▸ What the task asks
For every line in the entries that contains "slugify", show the whole line.
(Data extract)
use std::collections::BTreeSet;

use crate::{
    error::FixtureError,
    fixture::{
        build::{amend, EntityBuilder},
        defaults::slugify,
        scope::{Scoped, StoreId},
    },
    platform::{
        data::category::CategoryRepository,
        model::category::{
            flag_value, Category, CategoryAttribute, CategoryDraft, ParentRef, StoreValueDraft,
        },
        Platform,
    },
};

const TOP_LEVEL_NAME: &str = "Top Level Category";
const CHILD_NAME: &str = "Child Category";

/// Builder for categories.
///
/// Name, URL key, description and activation can be set for the default scope and
/// independently per store view. Defaults:
/// - name: `Top Level Category`, or `Child Category` for a builder made by `child_of`
/// - URL key: the name slugified (`top-level-category`)
/// - per-store URL key: the per-store name slugified, for stores that override the
///   name but not the URL key
/// - active, position `0`
///
/// Path and level are derived from the parent when the category is saved.
///
/// # Example
///
/// ```rust,ignore
/// let parent = CategoryBuilder::top_level(platform.categories()).build().await?;
/// let child = CategoryBuilder::child_of(platform.categories(), &parent)
///     .with_name("Shoes")
///     .with_name_for(1, "Chaussures")
///     .build()
///     .await?;
///
/// assert_eq!(child.url_key_for(1), "chaussures");
/// ```
#[derive(Clone)]
pub struct CategoryBuilder<'a> {
    repository: CategoryRepository<'a>,
    parent: Option<ParentRef>,
    name: Scoped<String>,
    url_key: Scoped<String>,
    description: Scoped<String>,
    is_active: Scoped<bool>,
    position: Option<i32>,
}

impl<'a> CategoryBuilder<'a> {
    /// Builder for a category directly below the root.
    pub fn top_level(repository: CategoryRepository<'a>) -> Self {
        Self {
            repository,
            parent: None,
            name: Scoped::default(),
            url_key: Scoped::default(),
            description: Scoped::default(),
            is_active: Scoped::default(),
            position: None,
        }
    }

    /// Builder for a category below `parent`.
    pub fn child_of(repository: CategoryRepository<'a>, parent: &Category) -> Self {
        Self {
            parent: Some(ParentRef {
                id: parent.model.id,
                path: parent.model.path.clone(),
                level: parent.model.level,
            }),
            ..Self::top_level(repository)
        }
    }

    pub fn with_name(&self, name: impl Into<String>) -> Self {
        let name = name.into();
        amend(self, |b| b.name.set_default(name))
    }

    pub fn with_name_for(&self, store_id: StoreId, name: impl Into<String>) -> Self {
        let name = name.into();
        amend(self, |b| b.name.set_for(store_id, name))
    }

    pub fn with_url_key(&self, url_key: impl Into<String>) -> Self {
        let url_key = url_key.into();
        amend(self, |b| b.url_key.set_default(url_key))
    }

    pub fn with_url_key_for(&self, store_id: StoreId, url_key: impl Into<String>) -> Self {
        let url_key = url_key.into();
        amend(self, |b| b.url_key.set_for(store_id, url_key))
    }

    pub fn with_description(&self, description: impl Into<String>) -> Self {
        let description = description.into();
        amend(self, |b| b.description.set_default(description))
    }

    pub fn with_description_for(&self, store_id: StoreId, description: impl Into<String>) -> Self {
        let description = description.into();
        amend(self, |b| b.description.set_for(store_id, description))
    }

    pub fn with_is_active(&self, is_active: bool) -> Self {
        amend(self, |b| b.is_active.set_default(is_active))
    }

    pub fn with_is_active_for(&self, store_id: StoreId, is_active: bool) -> Self {
        amend(self, |b| b.is_active.set_for(store_id, is_active))
    }

    pub fn with_position(&self, position: i32) -> Self {
        amend(self, |b| b.position = Some(position))
    }

    fn store_values(&self) -> Vec<StoreValueDraft> {
        let stores: BTreeSet<StoreId> = self
            .name
            .overrides()
            .chain(self.url_key.overrides())
            .map(|(store_id, _)| store_id)
            .chain(self.description.overrides().map(|(store_id, _)| store_id))
            .chain(self.is_active.overrides().map(|(store_id, _)| store_id))
            .collect();

        let mut values = Vec::new();
        for store_id in stores {
            let mut push = |attribute, value| {
                values.push(StoreValueDraft {
                    store_id,
                    attribute,
                    value,
                })
            };

            let name = self.name.override_for(store_id);
            if let Some(name) = name {
                push(CategoryAttribute::Name, name.clone());
            }
            match (self.url_key.override_for(store_id), name) {
                (Some(url_key), _) => push(CategoryAttribute::UrlKey, url_key.clone()),
                (None, Some(name)) => push(CategoryAttribute::UrlKey, slugify(name)),
                (None, None) => {}
            }
            if let Some(description) = self.description.override_for(store_id) {
                push(CategoryAttribute::Description, description.clone());
            }
            if let Some(&is_active) = self.is_active.override_for(store_id) {
                push(CategoryAttribute::IsActive, flag_value(is_active));
            }
        }

        values
    }
}

impl<'a> EntityBuilder for CategoryBuilder<'a> {
    type Repository = CategoryRepository<'a>;

    fn repository(&self) -> &CategoryRepository<'a> {
        &self.repository
    }

    fn realize(&self, draft: &mut CategoryDraft) {
        let default_name = match self.parent {
            Some(_) => CHILD_NAME,
            None => TOP_LEVEL_NAME,
        };
        let name = self
            .name
            .default_value()
            .cloned()
            .unwrap_or_else(|| default_name.to_string());

        draft.url_key = self
            .url_key
            .default_value()
            .cloned()
            .unwrap_or_else(|| slugify(&name));
        draft.name = name;
        draft.parent = self.parent.clone();
        draft.description = self.description.default_value().cloned();
        draft.is_active = self.is_active.default_value().copied().unwrap_or(true);
        draft.position = self.position.unwrap_or(0);
        draft.store_values = self.store_values();
    }
}

/// Creates a top-level category with default values.
pub async fn create_category(platform: &Platform) -> Result<Category, FixtureError> {
    CategoryBuilder::top_level(platform.categories()).build().await
}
(End Data extract)
▸ Solution below
        defaults::slugify,
                (None, Some(name)) => push(CategoryAttribute::UrlKey, slugify(name)),
            .unwrap_or_else(|| slugify(&name));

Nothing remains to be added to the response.